Custom Number Format System in Excel
To understand the custom number format, you need to understand the sections of it. The Excel custom number format has 4 sections which are separated by semicolons. Each section has a different meaning. Look at the picture below with the description of them.
- Positive Number Formatting – #,##0.000: Display 3 decimal places with the thousands separator.
- Negative Number Formatting – (#,##0.000): The same formatting as the positive numbers with parentheses enclosed with it.
- Formatting for zeros – “-“: Will display a dash (–) instead of ‘0‘.
- Formatting for text values – [Red]@: Display text with Red font color.
It is not necessary that the format should include all the 4 sections.
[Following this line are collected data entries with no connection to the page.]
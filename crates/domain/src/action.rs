//! Action: the symbolic command a proxy translates into a device call.

use std::fmt;
use std::str::FromStr;

use serde::{Deserialize, Serialize};

use crate::error::SmartHomeError;

/// A user command directed at one device.
#[derive(Debug, Clone, Copy, PartialEq, Eq, Serialize, Deserialize)]
#[serde(rename_all = "lowercase")]
pub enum Action {
    /// Maps to [`Device::activate`](crate::device::Device::activate).
    On,
    /// Maps to [`Device::deactivate`](crate::device::Device::deactivate).
    Off,
}

impl fmt::Display for Action {
    fn fmt(&self, f: &mut fmt::Formatter<'_>) -> fmt::Result {
        match self {
            Self::On => f.write_str("on"),
            Self::Off => f.write_str("off"),
        }
    }
}

impl FromStr for Action {
    type Err = SmartHomeError;

    fn from_str(s: &str) -> Result<Self, Self::Err> {
        let value = s.trim();
        if value.eq_ignore_ascii_case("on") {
            Ok(Self::On)
        } else if value.eq_ignore_ascii_case("off") {
            Ok(Self::Off)
        } else {
            Err(SmartHomeError::InvalidAction(value.to_string()))
        }
    }
}

#[cfg(test)]
mod tests {
    use super::*;

    #[test]
    fn should_parse_actions_case_insensitively() {
        assert_eq!("ON".parse::<Action>(), Ok(Action::On));
        assert_eq!(" Off ".parse::<Action>(), Ok(Action::Off));
    }

    #[test]
    fn should_fail_with_invalid_action_when_value_is_unknown() {
        assert_eq!(
            "toggle".parse::<Action>(),
            Err(SmartHomeError::InvalidAction("toggle".to_string()))
        );
        assert_eq!(
            "".parse::<Action>(),
            Err(SmartHomeError::InvalidAction(String::new()))
        );
    }

    #[test]
    fn should_display_lowercase() {
        assert_eq!(Action::On.to_string(), "on");
        assert_eq!(Action::Off.to_string(), "off");
    }
}
use schemars::{Schema, schema_for};
use serde::Serialize;
use serde_json::ser::PrettyFormatter;
use serde_json::{Map, Value};
use std::fs::File;
use std::io::{BufReader, BufWriter, Read, Write};
use std::path::Path;
use tracing::{debug, trace};

use super::models::Action;
use crate::error::{Error, Result};

/// Decode a template document without checking action invariants.
///
/// Missing fields, wrong types, unknown `type` tags and out-of-range color
/// components are all reported as [`Error::Format`]. Records written by the
/// older Python clicker are accepted too.
pub fn parse_template(s: &str) -> Result<Vec<Action>> {
    decode(serde_json::from_str(s).map_err(format_error)?)
}

fn format_error(e: serde_json::Error) -> Error {
    Error::Format(e.to_string())
}

fn decode(mut doc: Value) -> Result<Vec<Action>> {
    if let Value::Array(records) = &mut doc {
        for record in records.iter_mut() {
            if let Value::Object(map) = record {
                upgrade_legacy_record(map);
            }
        }
    }
    serde_json::from_value(doc).map_err(format_error)
}

/// Rewrite a record from the Python clicker into the current shape.
///
/// | old `type`        | becomes                                  |
/// |-------------------|------------------------------------------|
/// | `left_click`      | `MouseClick`, `button: "left"`           |
/// | `right_click`     | `MouseClick`, `button: "right"`          |
/// | `double_click`    | `MouseClick`, `button: "left"`, `double` |
/// | `scroll`          | `Scroll`, `scroll_y` read as `amount`    |
/// | `key_press`       | `KeyPress`                               |
/// | `color_condition` | `ColorCondition`                         |
///
/// Old scroll records carry no coordinates and still need `x`/`y` to load.
/// Any other record is left untouched.
fn upgrade_legacy_record(record: &mut Map<String, Value>) {
    let Some(tag) = record.get("type").and_then(Value::as_str).map(str::to_owned) else {
        return;
    };
    let canonical = match tag.as_str() {
        "left_click" | "right_click" | "double_click" => {
            let button = if tag == "right_click" { "right" } else { "left" };
            record
                .entry("button")
                .or_insert_with(|| Value::from(button));
            record
                .entry("double")
                .or_insert(Value::Bool(tag == "double_click"));
            "MouseClick"
        }
        "scroll" => {
            if let Some(amount) = record.remove("scroll_y") {
                record.entry("amount").or_insert(amount);
            }
            "Scroll"
        }
        "key_press" => "KeyPress",
        "color_condition" => "ColorCondition",
        _ => return,
    };
    trace!(target: "clicker::loader", from = %tag, to = canonical, "Upgrading legacy record");
    record.insert("type".into(), Value::from(canonical));
}

/// Load a template from a string slice and validate every action.
pub fn load_from_str(s: &str) -> Result<Vec<Action>> {
    let actions = parse_template(s)?;
    validate_actions(&actions)?;
    Ok(actions)
}

/// Load a template from any reader (e.g., a file).
pub fn load_from_reader<R: Read>(reader: R) -> Result<Vec<Action>> {
    let actions = decode(serde_json::from_reader(reader).map_err(format_error)?)?;
    validate_actions(&actions)?;
    Ok(actions)
}

/// Load a template from a file path synchronously.
pub fn load_from_path<P: AsRef<Path>>(path: P) -> Result<Vec<Action>> {
    let path_ref = path.as_ref();
    let file = File::open(path_ref).map_err(|e| Error::io(path_ref, e))?;
    let actions = load_from_reader(BufReader::new(file))?;
    debug!(
        target: "clicker::loader",
        path = %path_ref.display(), actions = actions.len(),
        "Loaded template"
    );
    Ok(actions)
}

/// Load a template from a file path asynchronously (Tokio).
pub async fn load_from_path_async<P: AsRef<Path>>(path: P) -> Result<Vec<Action>> {
    use tokio::fs;
    let path_ref = path.as_ref();
    let bytes = fs::read(path_ref)
        .await
        .map_err(|e| Error::io(path_ref, e))?;
    let actions = decode(serde_json::from_slice(&bytes).map_err(format_error)?)?;
    validate_actions(&actions)?;
    debug!(
        target: "clicker::loader",
        path = %path_ref.display(), actions = actions.len(),
        "Loaded template"
    );
    Ok(actions)
}

/// Render actions as a pretty-printed template (4-space indent).
pub fn to_string_pretty(actions: &[Action]) -> Result<String> {
    let mut buf = Vec::new();
    write_to_writer(&mut buf, actions)?;
    String::from_utf8(buf).map_err(|e| Error::Format(e.to_string()))
}

/// Write actions as a pretty-printed template to any writer.
pub fn write_to_writer<W: Write>(writer: W, actions: &[Action]) -> Result<()> {
    let mut ser = serde_json::Serializer::with_formatter(writer, PrettyFormatter::with_indent(b"    "));
    actions
        .serialize(&mut ser)
        .map_err(|e| Error::Format(e.to_string()))
}

/// Save actions to a template file, replacing it if present.
pub fn save_to_path<P: AsRef<Path>>(path: P, actions: &[Action]) -> Result<()> {
    let path_ref = path.as_ref();
    let file = File::create(path_ref).map_err(|e| Error::io(path_ref, e))?;
    let mut writer = BufWriter::new(file);
    write_to_writer(&mut writer, actions)?;
    writer.flush().map_err(|e| Error::io(path_ref, e))?;
    debug!(
        target: "clicker::loader",
        path = %path_ref.display(), actions = actions.len(),
        "Saved template"
    );
    Ok(())
}

/// Generate the JSON Schema of a template document.
pub fn generate_schema() -> Schema {
    schema_for!(Vec<Action>)
}

/// Write the template JSON Schema to any writer (pretty-printed).
pub fn write_schema_to_writer<W: Write>(mut writer: W) -> anyhow::Result<()> {
    use anyhow::Context;
    let schema = generate_schema();
    let json = serde_json::to_string_pretty(&schema).context("Failed to serialize schema")?;
    writer
        .write_all(json.as_bytes())
        .context("Failed to write schema to writer")?;
    Ok(())
}

/// Validate every action, naming the first offending step.
pub fn validate_actions(actions: &[Action]) -> Result<()> {
    for (idx, action) in actions.iter().enumerate() {
        trace!(target: "clicker::loader", step = idx, %action, "Validating action");
        action.validate().map_err(|err| match err {
            Error::Validation(msg) => Error::Validation(format!("step {idx}: {msg}")),
            other => other,
        })?;
    }
    Ok(())
}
If a single section is used, it will indicate the positive number system. For indicating the negative number system, you have to indicate the positive number system first. To apply the General formatting, write General instead of the format code like this, General; -General; “General”;
12 Examples of Custom Number Format in Excel with Multiple Conditions
Here, we will discuss 12 examples of creating a custom number format in Excel with multiple conditions. For this, we have used some numbers with general formatting and then applied custom formatting operations over them. So, without further delay, let’s see the examples below.
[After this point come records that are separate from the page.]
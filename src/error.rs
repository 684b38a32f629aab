use std::io;
use std::path::PathBuf;

use thiserror::Error;

/// Crate-wide result alias.
pub type Result<T, E = Error> = std::result::Result<T, E>;

/// Every failure the library can surface to a caller.
///
/// Store and configuration errors are returned synchronously and never leave
/// partial state behind. `Dispatch` only reaches a caller through direct
/// capability use (e.g. the cursor picker); during playback the engine logs
/// dispatch failures and keeps going.
#[derive(Debug, Error)]
pub enum Error {
    /// An action carries values that break its own invariants.
    #[error("invalid action: {0}")]
    Validation(String),

    /// A template document could not be decoded.
    #[error("malformed template: {0}")]
    Format(String),

    #[error("index {index} is out of range for a sequence of {len} action(s)")]
    IndexOutOfRange { index: usize, len: usize },

    /// Bad global delay or loop count.
    #[error("invalid configuration: {0}")]
    InvalidConfig(String),

    #[error("the action sequence is empty")]
    EmptySequence,

    #[error(transparent)]
    Dispatch(#[from] DispatchError),

    /// The sequence cannot be edited while playback is active.
    #[error("playback is running; stop it before editing the sequence")]
    Busy,

    #[error("I/O error on {}: {source}", path.display())]
    Io {
        path: PathBuf,
        #[source]
        source: io::Error,
    },

    #[error("failed to spawn playback thread: {0}")]
    Spawn(#[source] io::Error),
}

impl Error {
    pub(crate) fn io(path: impl Into<PathBuf>, source: io::Error) -> Self {
        Self::Io {
            path: path.into(),
            source,
        }
    }
}

/// Failure reported by an input/display capability.
#[derive(Debug, Clone, Error, PartialEq, Eq)]
pub enum DispatchError {
    /// The call was attempted and failed; playback continues.
    #[error("dispatch failed: {0}")]
    Failed(String),

    /// The backend cannot perform this kind of call at all.
    #[error("{0} is not supported by this input backend")]
    Unsupported(&'static str),

    /// The backend itself is gone; playback cannot continue.
    #[error("input backend unavailable: {0}")]
    Unavailable(String),
}

impl DispatchError {
    pub fn failed(msg: impl Into<String>) -> Self {
        Self::Failed(msg.into())
    }

    /// Whether a run must end when this error is observed.
    pub fn is_fatal(&self) -> bool {
        matches!(self, Self::Unavailable(_))
    }
}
1. Custom Number Format in Excel by Controlling Decimal Places with Thousands Separator for Positive Numbers
In this example, we have used a dataset (B4:C6) in an Excel worksheet that contains two numbers (B5:B6) with General Format. Here, we need to use the Thousands Separator in cell C4 of the dataset below to control the decimal places of the numbers. See the steps below:
- Firstly, insert the numbers (with General formatting) of B5:B6 into C5:C6.
- Then, select the range C5:C6.
- Secondly, right-click on the selected range.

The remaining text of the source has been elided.